The response must consist of the lines below from the one with "criterion_main!(benches);" through the one with "pub mod config;", exactly as they appear and with both ends kept.

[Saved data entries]
• • • •

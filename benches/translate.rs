//! Translation throughput on synthetic programs.
//!
//! Measures:
//! 1. AST → IR lowering for growing function counts
//! 2. IR verification of the lowered module
//! 3. Content hashing of every function

use criterion::{black_box, criterion_group, criterion_main, Criterion};

use aero::ast::{BinOp, Block, Expr, File, FnDef, Item, Literal, Place, Stmt, TypeName};
use aero::span::Spanned;
use aero::{BuiltinTable, GenConfig};

fn sp<T>(node: T) -> Spanned<T> {
    Spanned::dummy(node)
}

fn num(n: f64) -> Spanned<Expr> {
    sp(Expr::Literal(Literal::Number(n)))
}

fn var(name: &str) -> Spanned<Expr> {
    sp(Expr::Var(name.to_string()))
}

fn bin(op: BinOp, lhs: Spanned<Expr>, rhs: Spanned<Expr>) -> Spanned<Expr> {
    sp(Expr::BinOp {
        op,
        lhs: Box::new(lhs),
        rhs: Box::new(rhs),
    })
}

fn decl(name: &str, ty: Option<&str>, init: Option<Spanned<Expr>>) -> Spanned<Stmt> {
    sp(Stmt::Var {
        name: sp(name.to_string()),
        ty: ty.map(|t| sp(TypeName::parse(t))),
        init,
    })
}

fn assign(name: &str, value: Spanned<Expr>) -> Spanned<Stmt> {
    sp(Stmt::Assign {
        place: sp(Place::Var(name.to_string())),
        value,
    })
}

/// One function: a summing loop over a fixed array, with a branch and
/// a string concatenation in the body.
fn synthetic_fn(i: usize) -> Spanned<Item> {
    let elems = (0..8).map(|k| num(k as f64)).collect();
    let index = sp(Expr::Index {
        expr: Box::new(var("xs")),
        indices: vec![var("i")],
    });
    let label = bin(
        BinOp::Add,
        sp(Expr::Literal(Literal::Str("step ".into()))),
        var("i"),
    );
    let body = vec![
        assign("acc", bin(BinOp::Add, var("acc"), index)),
        sp(Stmt::If {
            branches: vec![aero::ast::IfBranch {
                cond: bin(BinOp::Gt, var("acc"), num(10.0)),
                body: sp(Block {
                    stmts: vec![sp(Stmt::Expr(sp(Expr::Call {
                        name: sp("println".into()),
                        args: vec![label],
                    })))],
                }),
            }],
            else_block: None,
        }),
    ];
    let stmts = vec![
        decl("xs", Some("int[8]"), Some(sp(Expr::ArrayInit(elems)))),
        decl("acc", Some("int"), Some(num(0.0))),
        sp(Stmt::For {
            init: Some(Box::new(decl("i", Some("int"), Some(num(0.0))))),
            cond: Some(bin(BinOp::Lt, var("i"), num(8.0))),
            step: Some(sp(Expr::Step {
                op: aero::ast::StepOp::Inc,
                place: sp(Place::Var("i".into())),
            })),
            body: sp(Block { stmts: body }),
        }),
        sp(Stmt::Return(Some(var("acc")))),
    ];
    sp(Item::Fn(FnDef {
        name: sp(format!("f{}", i)),
        params: Vec::new(),
        return_ty: Some(sp(TypeName::named("int"))),
        body: sp(Block { stmts }),
    }))
}

fn synthetic_file(n: usize) -> File {
    File {
        name: "bench.aero".into(),
        items: (0..n).map(synthetic_fn).collect(),
    }
}

/// Benchmark: AST → IR for 10 and 100 functions.
fn bench_lowering(c: &mut Criterion) {
    let small = synthetic_file(10);
    let large = synthetic_file(100);
    let builtins = BuiltinTable::standard();
    let mut config = GenConfig::default();
    config.module.verify = false;

    let mut group = c.benchmark_group("lowering");
    group.bench_function("10_fns", |b| {
        b.iter(|| aero::translate_with_builtins(black_box(&small), &config, &builtins))
    });
    group.bench_function("100_fns", |b| {
        b.iter(|| aero::translate_with_builtins(black_box(&large), &config, &builtins))
    });
    group.finish();
}

/// Benchmark: verifier and hasher over an already-lowered module.
fn bench_post_passes(c: &mut Criterion) {
    let file = synthetic_file(100);
    let Ok(translation) = aero::translate(&file) else {
        panic!("synthetic program failed to translate");
    };
    let module = translation.module;

    c.bench_function("verify_100_fns", |b| {
        b.iter(|| aero::ir::verify::verify_module(black_box(&module)))
    });
    c.bench_function("hash_100_fns", |b| {
        b.iter(|| aero::hash::hash_functions(black_box(&module)))
    });
}

criterion_group!(benches, bench_lowering, bench_post_passes);
criterion_main!(benches);
//! Aero translation core: a typed Aero AST in, a basic-block IR module out.
//!
//! The front end hands over a finished `ast::File` (the CLI reads it as
//! JSON). `codegen::CodeGen` lowers it through `ir::IrBuilder`; the result
//! is verified and handed to a downstream stage that is not part of this
//! crate.

pub mod ast;
pub mod codegen;
pub mod config;
pub mod diagnostic;
pub mod error;
pub mod hash;
pub mod ir;
pub mod span;

use std::path::Path;

pub use codegen::{BuiltinTable, CodeGen, GenOutput};
pub use config::GenConfig;
pub use diagnostic::Diagnostic;
pub use error::Error;
pub use ir::Module;

use diagnostic::has_errors;

/// A successful translation: the verified module plus any warnings.
#[derive(Debug)]
pub struct Translation {
    pub module: Module,
    pub warnings: Vec<Diagnostic>,
}

/// Translate with the default configuration.
pub fn translate(file: &ast::File) -> Result<Translation, Error> {
    translate_with_config(file, &GenConfig::default())
}

pub fn translate_with_config(file: &ast::File, config: &GenConfig) -> Result<Translation, Error> {
    let builtins = BuiltinTable::standard();
    translate_with_builtins(file, config, &builtins)
}

/// Translate against a caller-supplied builtin table, so batch drivers
/// build it once.
pub fn translate_with_builtins(
    file: &ast::File,
    config: &GenConfig,
    builtins: &BuiltinTable,
) -> Result<Translation, Error> {
    config
        .validate()
        .map_err(|diag| Error::Translate(vec![diag]))?;

    let name = module_name(&file.name, &config.module.suffix);
    let output = CodeGen::new(&name, builtins)
        .with_config(config.clone())
        .build_file(file);

    if has_errors(&output.diagnostics) {
        return Err(Error::Translate(output.diagnostics));
    }
    if config.module.verify {
        ir::verify::verify_module(&output.module).map_err(Error::Verify)?;
    }
    log::debug!(
        "translated {} ({} functions, {} warnings)",
        name,
        output.module.functions.len(),
        output.diagnostics.len()
    );
    Ok(Translation {
        module: output.module,
        warnings: output.diagnostics,
    })
}

/// `<stem of file_name><suffix>`, e.g. `hello.aero` → `hello.vexar`.
pub fn module_name(file_name: &str, suffix: &str) -> String {
    let stem = Path::new(file_name)
        .file_stem()
        .and_then(|s| s.to_str())
        .filter(|s| !s.is_empty())
        .unwrap_or("module");
    format!("{}{}", stem, suffix)
}

/// Parse a serialized AST.
pub fn parse_ast(json: &str) -> Result<ast::File, serde_json::Error> {
    serde_json::from_str(json)
}

/// Read a serialized AST from disk. A file without a `name` is named
/// after the path.
pub fn load_ast(path: &Path) -> Result<ast::File, Error> {
    let content = std::fs::read_to_string(path).map_err(|source| Error::Io {
        path: path.to_path_buf(),
        source,
    })?;
    let mut file = parse_ast(&content).map_err(|source| Error::Ast {
        path: path.to_path_buf(),
        source,
    })?;
    if file.name.is_empty() {
        file.name = path
            .file_name()
            .map(|n| n.to_string_lossy().into_owned())
            .unwrap_or_default();
    }
    Ok(file)
}

/// Load and translate one AST file.
pub fn compile_file(path: &Path, config: &GenConfig) -> Result<Translation, Error> {
    let file = load_ast(path)?;
    translate_with_config(&file, config)
}

#[cfg(test)]
mod tests {
    use super::*;

    #[test]
    fn test_module_name_uses_stem_and_suffix() {
        assert_eq!(module_name("hello.aero", ".vexar"), "hello.vexar");
        assert_eq!(module_name("dir/prog.json", ".ll"), "prog.ll");
        assert_eq!(module_name("", ".vexar"), "module.vexar");
    }

    #[test]
    fn test_invalid_config_is_rejected_before_translation() {
        let mut config = GenConfig::default();
        config.module.opt_level = 9;
        let file = ast::File {
            name: "x.aero".into(),
            items: vec![],
        };
        let err = translate_with_config(&file, &config).unwrap_err();
        assert_eq!(err.diagnostics().len(), 1);
    }
}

• • • •

RESPONSE TO THE TASK:
criterion_main!(benches);
//! Aero translation core: a typed Aero AST in, a basic-block IR module out.
//!
//! The front end hands over a finished `ast::File` (the CLI reads it as
//! JSON). `codegen::CodeGen` lowers it through `ir::IrBuilder`; the result
//! is verified and handed to a downstream stage that is not part of this
//! crate.

pub mod ast;
pub mod codegen;
pub mod config;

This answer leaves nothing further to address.